*** Opening of Exercise inputs ***
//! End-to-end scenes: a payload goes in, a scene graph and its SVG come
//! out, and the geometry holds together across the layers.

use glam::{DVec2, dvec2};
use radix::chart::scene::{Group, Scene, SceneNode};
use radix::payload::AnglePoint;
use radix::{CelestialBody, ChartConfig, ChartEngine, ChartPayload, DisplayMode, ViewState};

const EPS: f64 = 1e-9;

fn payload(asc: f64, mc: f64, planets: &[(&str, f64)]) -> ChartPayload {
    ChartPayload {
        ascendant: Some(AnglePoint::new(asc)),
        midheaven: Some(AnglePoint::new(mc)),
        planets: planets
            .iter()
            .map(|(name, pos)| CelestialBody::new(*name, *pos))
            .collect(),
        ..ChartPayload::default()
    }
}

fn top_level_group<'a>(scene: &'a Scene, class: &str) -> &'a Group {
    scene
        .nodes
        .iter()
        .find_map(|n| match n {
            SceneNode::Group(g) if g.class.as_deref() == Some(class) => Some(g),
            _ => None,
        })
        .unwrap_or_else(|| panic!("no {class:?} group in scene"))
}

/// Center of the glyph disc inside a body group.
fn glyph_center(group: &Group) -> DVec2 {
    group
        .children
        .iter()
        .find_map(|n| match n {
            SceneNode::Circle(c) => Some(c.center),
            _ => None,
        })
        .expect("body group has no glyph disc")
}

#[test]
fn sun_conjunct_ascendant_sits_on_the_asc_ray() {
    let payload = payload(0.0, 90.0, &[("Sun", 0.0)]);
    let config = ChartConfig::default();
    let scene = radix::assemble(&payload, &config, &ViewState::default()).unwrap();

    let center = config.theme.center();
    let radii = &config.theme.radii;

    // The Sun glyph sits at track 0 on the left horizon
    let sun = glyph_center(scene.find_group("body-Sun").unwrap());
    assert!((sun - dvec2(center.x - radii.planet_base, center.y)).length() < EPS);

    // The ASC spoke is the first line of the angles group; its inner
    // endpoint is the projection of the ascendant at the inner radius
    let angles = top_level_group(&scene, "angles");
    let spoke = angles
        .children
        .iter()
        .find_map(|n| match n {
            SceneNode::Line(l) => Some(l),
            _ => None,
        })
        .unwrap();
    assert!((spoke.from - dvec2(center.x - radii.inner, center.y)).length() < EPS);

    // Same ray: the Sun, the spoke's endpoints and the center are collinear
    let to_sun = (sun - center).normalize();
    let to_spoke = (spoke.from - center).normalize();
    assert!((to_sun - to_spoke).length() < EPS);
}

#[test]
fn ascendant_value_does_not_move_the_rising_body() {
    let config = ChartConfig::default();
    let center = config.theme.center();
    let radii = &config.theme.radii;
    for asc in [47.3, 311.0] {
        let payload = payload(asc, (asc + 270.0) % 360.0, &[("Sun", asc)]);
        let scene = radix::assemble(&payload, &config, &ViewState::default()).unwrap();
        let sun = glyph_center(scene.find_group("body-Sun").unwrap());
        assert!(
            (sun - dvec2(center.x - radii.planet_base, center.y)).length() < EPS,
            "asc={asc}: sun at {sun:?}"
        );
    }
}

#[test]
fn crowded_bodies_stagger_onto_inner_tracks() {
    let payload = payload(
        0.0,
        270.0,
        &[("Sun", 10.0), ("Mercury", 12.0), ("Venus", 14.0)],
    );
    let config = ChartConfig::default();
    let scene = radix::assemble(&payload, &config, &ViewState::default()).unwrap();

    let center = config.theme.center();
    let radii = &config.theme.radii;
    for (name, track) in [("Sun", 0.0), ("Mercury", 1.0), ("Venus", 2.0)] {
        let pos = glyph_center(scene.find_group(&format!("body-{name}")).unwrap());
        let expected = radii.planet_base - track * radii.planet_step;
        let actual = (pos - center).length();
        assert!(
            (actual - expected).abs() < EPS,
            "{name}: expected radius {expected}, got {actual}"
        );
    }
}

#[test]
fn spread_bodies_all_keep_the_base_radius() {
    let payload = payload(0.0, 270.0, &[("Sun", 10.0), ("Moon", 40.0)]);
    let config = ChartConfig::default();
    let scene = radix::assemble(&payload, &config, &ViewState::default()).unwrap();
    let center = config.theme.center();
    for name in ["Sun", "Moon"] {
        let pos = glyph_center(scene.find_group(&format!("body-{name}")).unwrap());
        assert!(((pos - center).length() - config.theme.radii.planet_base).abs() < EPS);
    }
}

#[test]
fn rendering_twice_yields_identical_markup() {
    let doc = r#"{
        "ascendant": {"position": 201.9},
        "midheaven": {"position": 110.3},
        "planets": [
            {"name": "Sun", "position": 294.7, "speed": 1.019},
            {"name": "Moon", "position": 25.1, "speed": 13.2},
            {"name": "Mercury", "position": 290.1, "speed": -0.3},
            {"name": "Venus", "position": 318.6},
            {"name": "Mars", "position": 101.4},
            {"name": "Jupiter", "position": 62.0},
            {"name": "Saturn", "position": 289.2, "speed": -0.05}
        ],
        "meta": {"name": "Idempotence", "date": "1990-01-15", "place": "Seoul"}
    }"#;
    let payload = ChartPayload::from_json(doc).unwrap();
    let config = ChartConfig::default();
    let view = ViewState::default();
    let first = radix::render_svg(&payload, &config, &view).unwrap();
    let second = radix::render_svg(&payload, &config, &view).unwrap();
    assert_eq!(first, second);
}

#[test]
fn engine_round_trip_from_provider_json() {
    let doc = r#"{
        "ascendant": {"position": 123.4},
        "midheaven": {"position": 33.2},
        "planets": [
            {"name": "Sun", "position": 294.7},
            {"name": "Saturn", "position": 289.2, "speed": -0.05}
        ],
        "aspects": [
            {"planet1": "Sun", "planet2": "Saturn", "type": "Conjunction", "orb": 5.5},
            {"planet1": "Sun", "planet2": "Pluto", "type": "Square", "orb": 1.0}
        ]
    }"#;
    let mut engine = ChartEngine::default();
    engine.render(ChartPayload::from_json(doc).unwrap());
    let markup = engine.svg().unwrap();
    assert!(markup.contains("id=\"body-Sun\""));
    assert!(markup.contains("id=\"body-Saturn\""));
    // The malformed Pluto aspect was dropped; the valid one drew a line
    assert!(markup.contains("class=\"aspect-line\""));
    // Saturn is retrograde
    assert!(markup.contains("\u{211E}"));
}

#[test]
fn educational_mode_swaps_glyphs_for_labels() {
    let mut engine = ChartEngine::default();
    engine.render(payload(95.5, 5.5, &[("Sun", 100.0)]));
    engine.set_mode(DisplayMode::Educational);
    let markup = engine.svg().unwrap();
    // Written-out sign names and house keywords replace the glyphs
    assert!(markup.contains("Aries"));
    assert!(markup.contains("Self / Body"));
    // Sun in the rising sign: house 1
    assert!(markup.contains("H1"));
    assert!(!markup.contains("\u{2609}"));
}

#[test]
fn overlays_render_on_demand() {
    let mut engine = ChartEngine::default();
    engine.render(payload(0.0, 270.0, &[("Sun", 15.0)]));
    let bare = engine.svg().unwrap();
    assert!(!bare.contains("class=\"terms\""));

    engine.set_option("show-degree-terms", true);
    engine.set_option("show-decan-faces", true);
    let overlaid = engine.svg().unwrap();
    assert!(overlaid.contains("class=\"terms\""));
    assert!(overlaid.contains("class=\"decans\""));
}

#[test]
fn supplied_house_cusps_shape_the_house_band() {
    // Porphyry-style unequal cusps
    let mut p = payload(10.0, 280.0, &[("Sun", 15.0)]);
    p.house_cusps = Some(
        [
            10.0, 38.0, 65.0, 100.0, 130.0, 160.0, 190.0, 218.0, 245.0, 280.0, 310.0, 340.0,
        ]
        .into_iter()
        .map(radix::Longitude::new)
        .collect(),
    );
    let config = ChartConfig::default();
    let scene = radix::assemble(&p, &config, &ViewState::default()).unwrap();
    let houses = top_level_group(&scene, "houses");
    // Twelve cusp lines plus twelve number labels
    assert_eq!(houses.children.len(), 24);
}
*** Close of Exercise inputs ***
Among the records above, find each line holding the string "normalize" and pull it out.

**Task output**
    let to_sun = (sun - center).normalize();
    let to_spoke = (spoke.from - center).normalize();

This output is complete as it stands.